Crisis of Scale
When Less is More is sometimes true…..
There are a lot of reasons to build smaller these days. We’re all feeling the financial pressures caused by the economic downturn. We want to turn away from the “bigger is better” idea that has permeated construction over the last decade. And we are more conscious of the environmental impact of our way of life. We talk about sustainability and our carbon footprint, and have given up plastic shopping bags and bottled water.
Renovating an older home has good sustainability karma. You start with an existing structure, which with luck is sound and dry and pest-free. As a first decision, it is a more sensible choice than a tear-down or new construction.
Several of my projects in the last few years have involved adding onto and renovating smaller cottage-sized homes. In each case, there were many reasons, economic and romantic, for the choice to keep part or all of the original structure. The challenge and the beauty of the project is to integrate the old with the new in a natural way.

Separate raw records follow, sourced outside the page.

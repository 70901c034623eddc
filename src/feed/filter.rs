use crate::feed::aggregate::Article;
use serde::Deserialize;

/// Narrowing criteria applied to an aggregated article list.
///
/// Every criterion is optional; an empty query keeps everything. Matching
/// never reorders, it only drops articles and then pages the remainder.
#[derive(Debug, Clone, Default, Deserialize, PartialEq, Eq)]
#[serde(default)]
pub struct ArticleQuery {
    /// Keep articles carrying at least one of these tags (case-insensitive).
    pub tags: Vec<String>,
    /// Case-insensitive substring of the title or summary.
    pub search: Option<String>,
    /// Case-insensitive substring of the source name.
    pub source: Option<String>,
    pub offset: usize,
    pub limit: Option<usize>,
}

impl ArticleQuery {
    pub fn is_empty(&self) -> bool {
        self.tags.is_empty()
            && non_blank(&self.search).is_none()
            && non_blank(&self.source).is_none()
            && self.offset == 0
            && self.limit.is_none()
    }

    /// Returns true when `article` satisfies every criterion except paging.
    pub fn matches(&self, article: &Article) -> bool {
        if !self.tags.is_empty() && !self.tags.iter().any(|tag| article.has_tag(tag.trim())) {
            return false;
        }

        if let Some(needle) = non_blank(&self.search) {
            let needle = needle.to_lowercase();
            if !article.title.to_lowercase().contains(&needle)
                && !article.summary.to_lowercase().contains(&needle)
            {
                return false;
            }
        }

        if let Some(needle) = non_blank(&self.source) {
            if !article
                .source_name
                .to_lowercase()
                .contains(&needle.to_lowercase())
            {
                return false;
            }
        }

        true
    }
}

fn non_blank(value: &Option<String>) -> Option<&str> {
    value.as_deref().map(str::trim).filter(|v| !v.is_empty())
}

/// Filters and pages `articles` according to `query`, preserving order.
pub fn apply(articles: Vec<Article>, query: &ArticleQuery) -> Vec<Article> {
    if query.is_empty() {
        return articles;
    }

    let limit = query.limit.unwrap_or(usize::MAX);
    articles
        .into_iter()
        .filter(|article| query.matches(article))
        .skip(query.offset)
        .take(limit)
        .collect()
}

/// Drops every article that came from `feed_url`.
///
/// The server keeps no aggregated state, so `DELETE /feeds` only edits the
/// registry. This is for library callers that hold an aggregated list and
/// want a removed feed's articles gone without refetching the rest.
pub fn without_feed(articles: Vec<Article>, feed_url: &str) -> Vec<Article> {
    let feed_url = feed_url.trim();
    articles
        .into_iter()
        .filter(|article| article.feed_url != feed_url)
        .collect()
}
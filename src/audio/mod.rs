//! Audio relay for in-browser playback.
//!
//! Browsers scrub through audio with `Range` requests, and many podcast
//! hosts refuse cross-origin playback. The proxy relays those requests and
//! keeps short files in memory so repeated plays and seeks are served
//! locally.
//!
//! - [`range`] - `Range: bytes=` parsing
//! - [`cache`] - TTL-bounded cache of complete audio bodies
//! - [`proxy`] - the per-request cache-or-relay flow

pub mod cache;
pub mod proxy;
pub mod range;

pub use cache::{AudioCache, CacheEntry};
pub use proxy::{target_from_query, AudioProxy, ProxyError, DEFAULT_CONTENT_TYPE};
pub use range::{parse_range, ByteRange};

My clients, Sarah and Shandy, lived in their tiny lake cottage with their young daughter. At about 680 square feet, it did not even qualify as a legal dwelling unit in our state, according to the building code. The two-story addition we planned would just about bring the house into scale with the surrounding neighborhood. As I started sketching possible layouts for the addition, the plan of the new construction started to look like it was overwhelming the existing cottage. I started to get the sense that I was designing a behemoth. Time to switch to elevations, which brought me back to reality. The size of the windows in the wall reinforced the modest size of the addition. This was a good thing, because the new construction retained a cottage-like feel in part because of the window/wall ratio.

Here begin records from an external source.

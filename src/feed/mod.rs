//! Feed ingestion: fetching, parsing, classification and aggregation.
//!
//! - [`parser`] - RSS/Atom parsing with `feed-rs`
//! - [`fetcher`] - bounded HTTP retrieval of a single feed
//! - [`classify`] - media type, bias label and thumbnail for an entry
//! - [`aggregate`] - the multi-feed pipeline producing [`Article`]s
//! - [`filter`] - tag/search/source filtering and pagination
//! - [`registry`] - the persisted list of subscribed feed URLs
//!
//! # Example
//!
//! ```ignore
//! use jaggregator::feed::{AggregateLimits, Aggregator};
//!
//! let aggregator = Aggregator::new(client, Duration::from_secs(10));
//! let articles = aggregator.aggregate(&feeds, AggregateLimits::default()).await?;
//! ```

pub mod aggregate;
pub mod classify;
pub mod fetcher;
pub mod filter;
pub mod parser;
pub mod registry;

pub use aggregate::{
    feed_urls_from_json, AggregateError, AggregateLimits, Aggregator, Article, ArticleKind,
    AudioSource, FeedOutcome,
};
pub use classify::{classify, ClassifyInput, Classification, MediaTag, NO_LOGO_THUMBNAIL};
pub use fetcher::{fetch_feed, FetchError};
pub use filter::{without_feed, ArticleQuery};
pub use registry::{FeedRegistry, RegistryError};
//! Configuration file parser for `jaggregator.toml`.
//!
//! The config file is optional: a missing file yields `Config::default()`.
//! Unknown keys are accepted by serde, though we log a warning since they
//! are usually typos.
use crate::feed::AggregateLimits;
use serde::Deserialize;
use std::path::{Path, PathBuf};
use std::time::Duration;
use thiserror::Error;

// ============================================================================
// Error Types
// ============================================================================

#[derive(Debug, Error)]
pub enum ConfigError {
    #[error("Failed to read config file: {0}")]
    Io(#[from] std::io::Error),

    #[error("Invalid TOML in config file: {0}")]
    Parse(#[from] toml::de::Error),

    /// Config file exceeds the maximum allowed size.
    #[error("Config file too large: {0}")]
    TooLarge(String),
}

// ============================================================================
// Configuration Structs
// ============================================================================

/// Server configuration.
///
/// All fields use `#[serde(default)]` so any subset of keys can be specified.
#[derive(Debug, Clone, Deserialize, PartialEq, Eq)]
#[serde(default)]
pub struct Config {
    /// Address the HTTP server binds to.
    pub listen_addr: String,

    /// Origins allowed by CORS. Empty means any origin.
    pub allowed_origins: Vec<String>,

    /// JSON file holding the subscribed feed URLs.
    pub feeds_file: PathBuf,

    /// Entries taken from each feed per aggregation.
    pub per_feed_limit: usize,

    /// Feeds taken from each aggregation request.
    pub total_feed_limit: usize,

    /// Timeout for one feed or article page fetch, in seconds.
    pub fetch_timeout_secs: u64,

    /// Lifetime of a cached audio body, in seconds.
    pub audio_cache_ttl_secs: u64,

    /// Largest audio body kept in the cache, in bytes.
    pub audio_cache_max_bytes: u64,

    /// Number of expanded article pages kept in memory. 0 disables the cache.
    pub content_cache_capacity: usize,
}

impl Default for Config {
    fn default() -> Self {
        Self {
            listen_addr: "0.0.0.0:4000".to_string(),
            allowed_origins: vec!["https://jaggregator.vercel.app".to_string()],
            feeds_file: PathBuf::from("feeds.json"),
            per_feed_limit: 10,
            total_feed_limit: 10,
            fetch_timeout_secs: 10,
            audio_cache_ttl_secs: 3600,
            audio_cache_max_bytes: 10 * 1024 * 1024,
            content_cache_capacity: 256,
        }
    }
}

impl Config {
    /// Maximum config file size (1 MB).
    const MAX_FILE_SIZE: u64 = 1_048_576;

    const KNOWN_KEYS: &'static [&'static str] = &[
        "listen_addr",
        "allowed_origins",
        "feeds_file",
        "per_feed_limit",
        "total_feed_limit",
        "fetch_timeout_secs",
        "audio_cache_ttl_secs",
        "audio_cache_max_bytes",
        "content_cache_capacity",
    ];

    /// Load configuration from a TOML file.
    ///
    /// - Missing file → `Ok(Config::default())`
    /// - Empty file → `Ok(Config::default())`
    /// - Invalid TOML → `Err(ConfigError::Parse)` with line number info
    /// - Unknown keys → accepted, logged as warning
    pub fn load(path: &Path) -> Result<Self, ConfigError> {
        // Check size before reading so a huge file is never loaded
        match std::fs::metadata(path) {
            Ok(meta) if meta.len() > Self::MAX_FILE_SIZE => {
                return Err(ConfigError::TooLarge(format!(
                    "Config file is {} bytes (max {} bytes)",
                    meta.len(),
                    Self::MAX_FILE_SIZE
                )));
            }
            Err(e) if e.kind() == std::io::ErrorKind::NotFound => {
                tracing::debug!(path = %path.display(), "No config file found, using defaults");
                return Ok(Self::default());
            }
            Err(e) => return Err(ConfigError::Io(e)),
            Ok(_) => {}
        }

        let content = match std::fs::read_to_string(path) {
            Ok(c) => c,
            Err(e) if e.kind() == std::io::ErrorKind::NotFound => {
                // File deleted between metadata and read
                tracing::debug!(path = %path.display(), "Config file disappeared, using defaults");
                return Ok(Self::default());
            }
            Err(e) => return Err(ConfigError::Io(e)),
        };

        Self::parse(&content, path)
    }

    fn parse(content: &str, path: &Path) -> Result<Self, ConfigError> {
        if content.trim().is_empty() {
            tracing::debug!(path = %path.display(), "Config file is empty, using defaults");
            return Ok(Self::default());
        }

        // Parse as a raw table first to detect unknown keys
        if let Ok(raw) = content.parse::<toml::Table>() {
            for key in raw.keys() {
                if !Self::KNOWN_KEYS.contains(&key.as_str()) {
                    tracing::warn!(key = %key, "Unknown key in config file, ignoring");
                }
            }
        }

        let config: Config = toml::from_str(content)?;
        tracing::info!(
            path = %path.display(),
            listen = %config.listen_addr,
            feeds_file = %config.feeds_file.display(),
            "Loaded configuration"
        );
        Ok(config)
    }

    pub fn fetch_timeout(&self) -> Duration {
        Duration::from_secs(self.fetch_timeout_secs.max(1))
    }

    pub fn audio_cache_ttl(&self) -> Duration {
        Duration::from_secs(self.audio_cache_ttl_secs)
    }

    pub fn aggregate_limits(&self) -> AggregateLimits {
        AggregateLimits {
            per_feed: self.per_feed_limit,
            total_feeds: self.total_feed_limit,
        }
    }
}

// ============================================================================
// Tests
// ============================================================================

#[cfg(test)]
mod tests {
    use super::*;
    use pretty_assertions::assert_eq;
    use tempfile::TempDir;

    fn write_config(content: &str) -> (TempDir, PathBuf) {
        let dir = TempDir::new().unwrap();
        let path = dir.path().join("jaggregator.toml");
        std::fs::write(&path, content).unwrap();
        (dir, path)
    }

    #[test]
    fn test_default_config() {
        let config = Config::default();
        assert_eq!(config.listen_addr, "0.0.0.0:4000");
        assert_eq!(
            config.allowed_origins,
            vec!["https://jaggregator.vercel.app".to_string()]
        );
        assert_eq!(config.feeds_file, PathBuf::from("feeds.json"));
        assert_eq!(config.aggregate_limits(), AggregateLimits::default());
        assert_eq!(config.fetch_timeout(), Duration::from_secs(10));
        assert_eq!(config.audio_cache_ttl(), Duration::from_secs(3600));
        assert_eq!(config.audio_cache_max_bytes, 10 * 1024 * 1024);
        assert_eq!(config.content_cache_capacity, 256);
    }

    #[test]
    fn test_missing_file_returns_default() {
        let dir = TempDir::new().unwrap();
        let config = Config::load(&dir.path().join("absent.toml")).unwrap();
        assert_eq!(config, Config::default());
    }

    #[test]
    fn test_empty_and_whitespace_files_return_default() {
        for content in ["", "   \n  \n  "] {
            let (_dir, path) = write_config(content);
            assert_eq!(Config::load(&path).unwrap(), Config::default());
        }
    }

    #[test]
    fn test_partial_config_uses_defaults_for_missing() {
        let (_dir, path) = write_config("per_feed_limit = 25\n");
        let config = Config::load(&path).unwrap();
        assert_eq!(config.per_feed_limit, 25);
        assert_eq!(config.total_feed_limit, 10);
        assert_eq!(config.listen_addr, "0.0.0.0:4000");
    }

    #[test]
    fn test_full_config() {
        let (_dir, path) = write_config(
            r#"
listen_addr = "127.0.0.1:8080"
allowed_origins = []
feeds_file = "/var/lib/jaggregator/feeds.json"
per_feed_limit = 5
total_feed_limit = 20
fetch_timeout_secs = 3
audio_cache_ttl_secs = 60
audio_cache_max_bytes = 1024
content_cache_capacity = 0
"#,
        );

        let config = Config::load(&path).unwrap();
        assert_eq!(
            config,
            Config {
                listen_addr: "127.0.0.1:8080".to_string(),
                allowed_origins: vec![],
                feeds_file: PathBuf::from("/var/lib/jaggregator/feeds.json"),
                per_feed_limit: 5,
                total_feed_limit: 20,
                fetch_timeout_secs: 3,
                audio_cache_ttl_secs: 60,
                audio_cache_max_bytes: 1024,
                content_cache_capacity: 0,
            }
        );
    }

    #[test]
    fn test_zero_timeout_is_clamped() {
        let (_dir, path) = write_config("fetch_timeout_secs = 0\n");
        let config = Config::load(&path).unwrap();
        assert_eq!(config.fetch_timeout(), Duration::from_secs(1));
    }

    #[test]
    fn test_invalid_toml_returns_error() {
        let (_dir, path) = write_config("this is not [valid toml");
        let err = Config::load(&path).unwrap_err();
        assert!(matches!(err, ConfigError::Parse(_)));
        assert!(err.to_string().contains("Invalid TOML"));
    }

    #[test]
    fn test_unknown_keys_accepted() {
        let (_dir, path) = write_config("per_feed_limit = 3\ntotally_fake_key = \"x\"\n");
        let config = Config::load(&path).unwrap();
        assert_eq!(config.per_feed_limit, 3);
    }

    #[test]
    fn test_wrong_type_returns_error() {
        let (_dir, path) = write_config("per_feed_limit = \"ten\"\n");
        assert!(matches!(Config::load(&path), Err(ConfigError::Parse(_))));
    }

    #[test]
    fn test_too_large_file_rejected() {
        let (_dir, path) = write_config(&"a".repeat(1_048_577));
        let err = Config::load(&path).unwrap_err();
        assert!(matches!(err, ConfigError::TooLarge(_)));
        assert!(err.to_string().contains("too large"));
    }
}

Sometimes when I’m designing a renovation I have a crisis of scale like this one. All good and talented architects have an innate sense of space and scale. This skill allows us to visualize a space we’re designing, so that we’re able to walk through it in our mind’s eye and get it right. Once in a while, it’s healthy to have this sensibility shaken up and tested. And it’s nice to know that it may also contribute to a greater good.